▶ _DATA FOR REVIEW_:
//! Gemini Live API configuration types.
//!
//! This module contains configuration types for the Gemini Live API:
//! - Endpoint and default model
//! - Prebuilt voice selection
//! - Audio sample rates

use serde::{Deserialize, Serialize};
use zeroize::Zeroize;

use super::messages::{LiveConfig, ResponseModality};

/// Gemini Live `BidiGenerateContent` WebSocket endpoint.
pub const GEMINI_LIVE_URL: &str = "wss://generativelanguage.googleapis.com/ws/google.ai.generativelanguage.v1alpha.GenerativeService.BidiGenerateContent";

/// Default live model.
pub const DEFAULT_MODEL: &str = "models/gemini-live-2.5-flash-preview";

/// Sample rate of microphone audio sent to the service.
pub const LIVE_INPUT_SAMPLE_RATE: u32 = 16000;

/// Sample rate of audio returned by the service.
pub const LIVE_OUTPUT_SAMPLE_RATE: u32 = 24000;

// =============================================================================
// Voices
// =============================================================================

/// Prebuilt voices available for audio responses.
#[derive(Debug, Clone, Copy, PartialEq, Eq, Default, Serialize, Deserialize)]
pub enum PrebuiltVoice {
    Puck,
    Charon,
    Kore,
    Fenrir,
    /// Aoede voice (default)
    #[default]
    Aoede,
}

impl PrebuiltVoice {
    /// Convert to the API parameter value.
    #[inline]
    pub fn as_str(&self) -> &'static str {
        match self {
            Self::Puck => "Puck",
            Self::Charon => "Charon",
            Self::Kore => "Kore",
            Self::Fenrir => "Fenrir",
            Self::Aoede => "Aoede",
        }
    }

    /// Parse from string, with fallback to default.
    pub fn from_str_or_default(s: &str) -> Self {
        match s.trim().to_lowercase().as_str() {
            "puck" => Self::Puck,
            "charon" => Self::Charon,
            "kore" => Self::Kore,
            "fenrir" => Self::Fenrir,
            "aoede" => Self::Aoede,
            _ => Self::default(),
        }
    }

    /// Get all available voices.
    pub fn all() -> &'static [PrebuiltVoice] {
        &[
            Self::Puck,
            Self::Charon,
            Self::Kore,
            Self::Fenrir,
            Self::Aoede,
        ]
    }
}

impl std::fmt::Display for PrebuiltVoice {
    fn fmt(&self, f: &mut std::fmt::Formatter<'_>) -> std::fmt::Result {
        write!(f, "{}", self.as_str())
    }
}

/// Base session configuration: default model, audio responses, default voice.
pub fn base_config() -> LiveConfig {
    LiveConfig::new(DEFAULT_MODEL)
        .with_response_modality(ResponseModality::Audio)
        .with_voice(PrebuiltVoice::default().as_str())
}

// =============================================================================
// Endpoint
// =============================================================================

/// Service endpoint plus the API key appended as the `key` query parameter.
#[derive(Clone)]
pub struct LiveEndpoint {
    /// Base WebSocket URL
    pub url: String,
    /// API key
    pub api_key: String,
}

impl LiveEndpoint {
    pub fn new(url: impl Into<String>, api_key: impl Into<String>) -> Self {
        Self {
            url: url.into(),
            api_key: api_key.into(),
        }
    }

    /// Endpoint for the public Gemini Live service.
    pub fn gemini(api_key: impl Into<String>) -> Self {
        Self::new(GEMINI_LIVE_URL, api_key)
    }
}

impl std::fmt::Debug for LiveEndpoint {
    fn fmt(&self, f: &mut std::fmt::Formatter<'_>) -> std::fmt::Result {
        f.debug_struct("LiveEndpoint")
            .field("url", &self.url)
            .field("api_key", &"<redacted>")
            .finish()
    }
}

impl Drop for LiveEndpoint {
    fn drop(&mut self) {
        self.api_key.zeroize();
    }
}

#[cfg(test)]
mod tests {
    use super::*;

    #[test]
    fn test_voice_parsing() {
        assert_eq!(PrebuiltVoice::from_str_or_default("puck"), PrebuiltVoice::Puck);
        assert_eq!(PrebuiltVoice::from_str_or_default(" KORE "), PrebuiltVoice::Kore);
        assert_eq!(PrebuiltVoice::from_str_or_default("nobody"), PrebuiltVoice::Aoede);
        assert_eq!(PrebuiltVoice::all().len(), 5);
    }

    #[test]
    fn test_base_config() {
        let config = base_config();
        assert_eq!(config.model, "models/gemini-live-2.5-flash-preview");
        assert_eq!(config.voice_name(), Some("Aoede"));
        assert_eq!(
            config.generation_config.unwrap().response_modalities,
            Some(ResponseModality::Audio)
        );
    }

    #[test]
    fn test_endpoint_debug_redacts_key() {
        let endpoint = LiveEndpoint::gemini("secret-key");
        let debug = format!("{endpoint:?}");
        assert!(!debug.contains("secret-key"));
        assert!(debug.contains("generativelanguage.googleapis.com"));
    }
}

▶ _WHAT THE TASK ASKS_: Each record must be restated word for word, including the last line.

▶ _RESULT FOR THIS TASK_:
//! Gemini Live API configuration types.
//!
//! This module contains configuration types for the Gemini Live API:
//! - Endpoint and default model
//! - Prebuilt voice selection
//! - Audio sample rates

use serde::{Deserialize, Serialize};
use zeroize::Zeroize;

use super::messages::{LiveConfig, ResponseModality};

/// Gemini Live `BidiGenerateContent` WebSocket endpoint.
pub const GEMINI_LIVE_URL: &str = "wss://generativelanguage.googleapis.com/ws/google.ai.generativelanguage.v1alpha.GenerativeService.BidiGenerateContent";

/// Default live model.
pub const DEFAULT_MODEL: &str = "models/gemini-live-2.5-flash-preview";

/// Sample rate of microphone audio sent to the service.
pub const LIVE_INPUT_SAMPLE_RATE: u32 = 16000;

/// Sample rate of audio returned by the service.
pub const LIVE_OUTPUT_SAMPLE_RATE: u32 = 24000;

// =============================================================================
// Voices
// =============================================================================

/// Prebuilt voices available for audio responses.
#[derive(Debug, Clone, Copy, PartialEq, Eq, Default, Serialize, Deserialize)]
pub enum PrebuiltVoice {
    Puck,
    Charon,
    Kore,
    Fenrir,
    /// Aoede voice (default)
    #[default]
    Aoede,
}

impl PrebuiltVoice {
    /// Convert to the API parameter value.
    #[inline]
    pub fn as_str(&self) -> &'static str {
        match self {
            Self::Puck => "Puck",
            Self::Charon => "Charon",
            Self::Kore => "Kore",
            Self::Fenrir => "Fenrir",
            Self::Aoede => "Aoede",
        }
    }

    /// Parse from string, with fallback to default.
    pub fn from_str_or_default(s: &str) -> Self {
        match s.trim().to_lowercase().as_str() {
            "puck" => Self::Puck,
            "charon" => Self::Charon,
            "kore" => Self::Kore,
            "fenrir" => Self::Fenrir,
            "aoede" => Self::Aoede,
            _ => Self::default(),
        }
    }

    /// Get all available voices.
    pub fn all() -> &'static [PrebuiltVoice] {
        &[
            Self::Puck,
            Self::Charon,
            Self::Kore,
            Self::Fenrir,
            Self::Aoede,
        ]
    }
}

impl std::fmt::Display for PrebuiltVoice {
    fn fmt(&self, f: &mut std::fmt::Formatter<'_>) -> std::fmt::Result {
        write!(f, "{}", self.as_str())
    }
}

/// Base session configuration: default model, audio responses, default voice.
pub fn base_config() -> LiveConfig {
    LiveConfig::new(DEFAULT_MODEL)
        .with_response_modality(ResponseModality::Audio)
        .with_voice(PrebuiltVoice::default().as_str())
}

// =============================================================================
// Endpoint
// =============================================================================

/// Service endpoint plus the API key appended as the `key` query parameter.
#[derive(Clone)]
pub struct LiveEndpoint {
    /// Base WebSocket URL
    pub url: String,
    /// API key
    pub api_key: String,
}

impl LiveEndpoint {
    pub fn new(url: impl Into<String>, api_key: impl Into<String>) -> Self {
        Self {
            url: url.into(),
            api_key: api_key.into(),
        }
    }

    /// Endpoint for the public Gemini Live service.
    pub fn gemini(api_key: impl Into<String>) -> Self {
        Self::new(GEMINI_LIVE_URL, api_key)
    }
}

impl std::fmt::Debug for LiveEndpoint {
    fn fmt(&self, f: &mut std::fmt::Formatter<'_>) -> std::fmt::Result {
        f.debug_struct("LiveEndpoint")
            .field("url", &self.url)
            .field("api_key", &"<redacted>")
            .finish()
    }
}

impl Drop for LiveEndpoint {
    fn drop(&mut self) {
        self.api_key.zeroize();
    }
}

#[cfg(test)]
mod tests {
    use super::*;

    #[test]
    fn test_voice_parsing() {
        assert_eq!(PrebuiltVoice::from_str_or_default("puck"), PrebuiltVoice::Puck);
        assert_eq!(PrebuiltVoice::from_str_or_default(" KORE "), PrebuiltVoice::Kore);
        assert_eq!(PrebuiltVoice::from_str_or_default("nobody"), PrebuiltVoice::Aoede);
        assert_eq!(PrebuiltVoice::all().len(), 5);
    }

    #[test]
    fn test_base_config() {
        let config = base_config();
        assert_eq!(config.model, "models/gemini-live-2.5-flash-preview");
        assert_eq!(config.voice_name(), Some("Aoede"));
        assert_eq!(
            config.generation_config.unwrap().response_modalities,
            Some(ResponseModality::Audio)
        );
    }

    #[test]
    fn test_endpoint_debug_redacts_key() {
        let endpoint = LiveEndpoint::gemini("secret-key");
        let debug = format!("{endpoint:?}");
        assert!(!debug.contains("secret-key"));
        assert!(debug.contains("generativelanguage.googleapis.com"));
    }
}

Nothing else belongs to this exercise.